◆ **WHAT TO PRODUCE**: Would you reproduce the entries that follow exactly as they appear?

Saved entries:
◇ ◇ ◇ ◇
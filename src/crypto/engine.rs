use aes_gcm::{
    aead::{Aead, KeyInit},
    Aes256Gcm, Nonce,
};
use base64::Engine as _;
use rand::RngCore;

use crate::error::ApiError;

/// Handles AES-256-GCM encryption for refresh credentials stored in the
/// database. Access tokens are never persisted, so they are never encrypted
/// here.
pub struct CryptoEngine {
    cipher: Aes256Gcm,
}

impl CryptoEngine {
    /// Create a new CryptoEngine from a base64-encoded 32-byte key.
    pub fn new(master_key_b64: &str) -> Result<Self, ApiError> {
        let master_key = base64::engine::general_purpose::STANDARD
            .decode(master_key_b64)
            .map_err(|e| ApiError::Crypto(format!("Invalid MASTER_KEY base64: {e}")))?;

        if master_key.len() != 32 {
            return Err(ApiError::Crypto(format!(
                "MASTER_KEY must be 32 bytes, got {}",
                master_key.len()
            )));
        }

        let cipher = Aes256Gcm::new_from_slice(&master_key)
            .map_err(|e| ApiError::Crypto(format!("Failed to init AES cipher: {e}")))?;

        Ok(Self { cipher })
    }

    /// Encrypt plaintext using AES-256-GCM. Returns base64(nonce || ciphertext).
    pub fn encrypt(&self, plaintext: &str) -> Result<String, ApiError> {
        let mut nonce_bytes = [0u8; 12];
        rand::thread_rng().fill_bytes(&mut nonce_bytes);
        let nonce = Nonce::from_slice(&nonce_bytes);

        let ciphertext = self
            .cipher
            .encrypt(nonce, plaintext.as_bytes())
            .map_err(|e| ApiError::Crypto(format!("Encryption failed: {e}")))?;

        // Prepend nonce to ciphertext
        let mut combined = nonce_bytes.to_vec();
        combined.extend_from_slice(&ciphertext);

        Ok(base64::engine::general_purpose::STANDARD.encode(&combined))
    }

    /// Decrypt base64(nonce || ciphertext) back to plaintext.
    pub fn decrypt(&self, encrypted_b64: &str) -> Result<String, ApiError> {
        let combined = base64::engine::general_purpose::STANDARD
            .decode(encrypted_b64)
            .map_err(|e| ApiError::Crypto(format!("Invalid base64: {e}")))?;

        if combined.len() < 12 {
            return Err(ApiError::Crypto("Ciphertext too short".into()));
        }

        let (nonce_bytes, ciphertext) = combined.split_at(12);
        let nonce = Nonce::from_slice(nonce_bytes);

        let plaintext = self
            .cipher
            .decrypt(nonce, ciphertext)
            .map_err(|e| ApiError::Crypto(format!("Decryption failed: {e}")))?;

        String::from_utf8(plaintext)
            .map_err(|e| ApiError::Crypto(format!("Invalid UTF-8 after decrypt: {e}")))
    }
}

#[cfg(test)]
mod tests {
    use super::*;
    use base64::Engine as _;

    fn test_engine() -> CryptoEngine {
        let key = base64::engine::general_purpose::STANDARD.encode([7u8; 32]);
        CryptoEngine::new(&key).unwrap()
    }

    #[test]
    fn round_trips_and_randomizes_nonce() {
        let engine = test_engine();
        let a = engine.encrypt("refresh-credential").unwrap();
        let b = engine.encrypt("refresh-credential").unwrap();
        assert_ne!(a, b);
        assert_eq!(engine.decrypt(&a).unwrap(), "refresh-credential");
    }

    #[test]
    fn rejects_tampered_ciphertext() {
        let engine = test_engine();
        let enc = engine.encrypt("secret").unwrap();
        let mut raw = base64::engine::general_purpose::STANDARD.decode(&enc).unwrap();
        let last = raw.len() - 1;
        raw[last] ^= 0x01;
        let tampered = base64::engine::general_purpose::STANDARD.encode(&raw);
        assert!(engine.decrypt(&tampered).is_err());
    }

    #[test]
    fn rejects_short_key() {
        let key = base64::engine::general_purpose::STANDARD.encode([1u8; 16]);
        assert!(CryptoEngine::new(&key).is_err());
    }
}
◇ ◇ ◇ ◇
◆ **TASK RESPONSE**:
filename src/crypto/engine.rs
use aes_gcm::{
    aead::{Aead, KeyInit},
    Aes256Gcm, Nonce,
};
use base64::Engine as _;
use rand::RngCore;

use crate::error::ApiError;

/// Handles AES-256-GCM encryption for refresh credentials stored in the
/// database. Access tokens are never persisted, so they are never encrypted
/// here.
pub struct CryptoEngine {
    cipher: Aes256Gcm,
}

impl CryptoEngine {
    /// Create a new CryptoEngine from a base64-encoded 32-byte key.
    pub fn new(master_key_b64: &str) -> Result<Self, ApiError> {
        let master_key = base64::engine::general_purpose::STANDARD
            .decode(master_key_b64)
            .map_err(|e| ApiError::Crypto(format!("Invalid MASTER_KEY base64: {e}")))?;

        if master_key.len() != 32 {
            return Err(ApiError::Crypto(format!(
                "MASTER_KEY must be 32 bytes, got {}",
                master_key.len()
            )));
        }

        let cipher = Aes256Gcm::new_from_slice(&master_key)
            .map_err(|e| ApiError::Crypto(format!("Failed to init AES cipher: {e}")))?;

        Ok(Self { cipher })
    }

    /// Encrypt plaintext using AES-256-GCM. Returns base64(nonce || ciphertext).
    pub fn encrypt(&self, plaintext: &str) -> Result<String, ApiError> {
        let mut nonce_bytes = [0u8; 12];
        rand::thread_rng().fill_bytes(&mut nonce_bytes);
        let nonce = Nonce::from_slice(&nonce_bytes);

        let ciphertext = self
            .cipher
            .encrypt(nonce, plaintext.as_bytes())
            .map_err(|e| ApiError::Crypto(format!("Encryption failed: {e}")))?;

        // Prepend nonce to ciphertext
        let mut combined = nonce_bytes.to_vec();
        combined.extend_from_slice(&ciphertext);

        Ok(base64::engine::general_purpose::STANDARD.encode(&combined))
    }

    /// Decrypt base64(nonce || ciphertext) back to plaintext.
    pub fn decrypt(&self, encrypted_b64: &str) -> Result<String, ApiError> {
        let combined = base64::engine::general_purpose::STANDARD
            .decode(encrypted_b64)
            .map_err(|e| ApiError::Crypto(format!("Invalid base64: {e}")))?;

        if combined.len() < 12 {
            return Err(ApiError::Crypto("Ciphertext too short".into()));
        }

        let (nonce_bytes, ciphertext) = combined.split_at(12);
        let nonce = Nonce::from_slice(nonce_bytes);

        let plaintext = self
            .cipher
            .decrypt(nonce, ciphertext)
            .map_err(|e| ApiError::Crypto(format!("Decryption failed: {e}")))?;

        String::from_utf8(plaintext)
            .map_err(|e| ApiError::Crypto(format!("Invalid UTF-8 after decrypt: {e}")))
    }
}

#[cfg(test)]
mod tests {
    use super::*;
    use base64::Engine as _;

    fn test_engine() -> CryptoEngine {
        let key = base64::engine::general_purpose::STANDARD.encode([7u8; 32]);
        CryptoEngine::new(&key).unwrap()
    }

    #[test]
    fn round_trips_and_randomizes_nonce() {
        let engine = test_engine();
        let a = engine.encrypt("refresh-credential").unwrap();
        let b = engine.encrypt("refresh-credential").unwrap();
        assert_ne!(a, b);
        assert_eq!(engine.decrypt(&a).unwrap(), "refresh-credential");
    }

    #[test]
    fn rejects_tampered_ciphertext() {
        let engine = test_engine();
        let enc = engine.encrypt("secret").unwrap();
        let mut raw = base64::engine::general_purpose::STANDARD.decode(&enc).unwrap();
        let last = raw.len() - 1;
        raw[last] ^= 0x01;
        let tampered = base64::engine::general_purpose::STANDARD.encode(&raw);
        assert!(engine.decrypt(&tampered).is_err());
    }

    #[test]
    fn rejects_short_key() {
        let key = base64::engine::general_purpose::STANDARD.encode([1u8; 16]);
        assert!(CryptoEngine::new(&key).is_err());
    }
}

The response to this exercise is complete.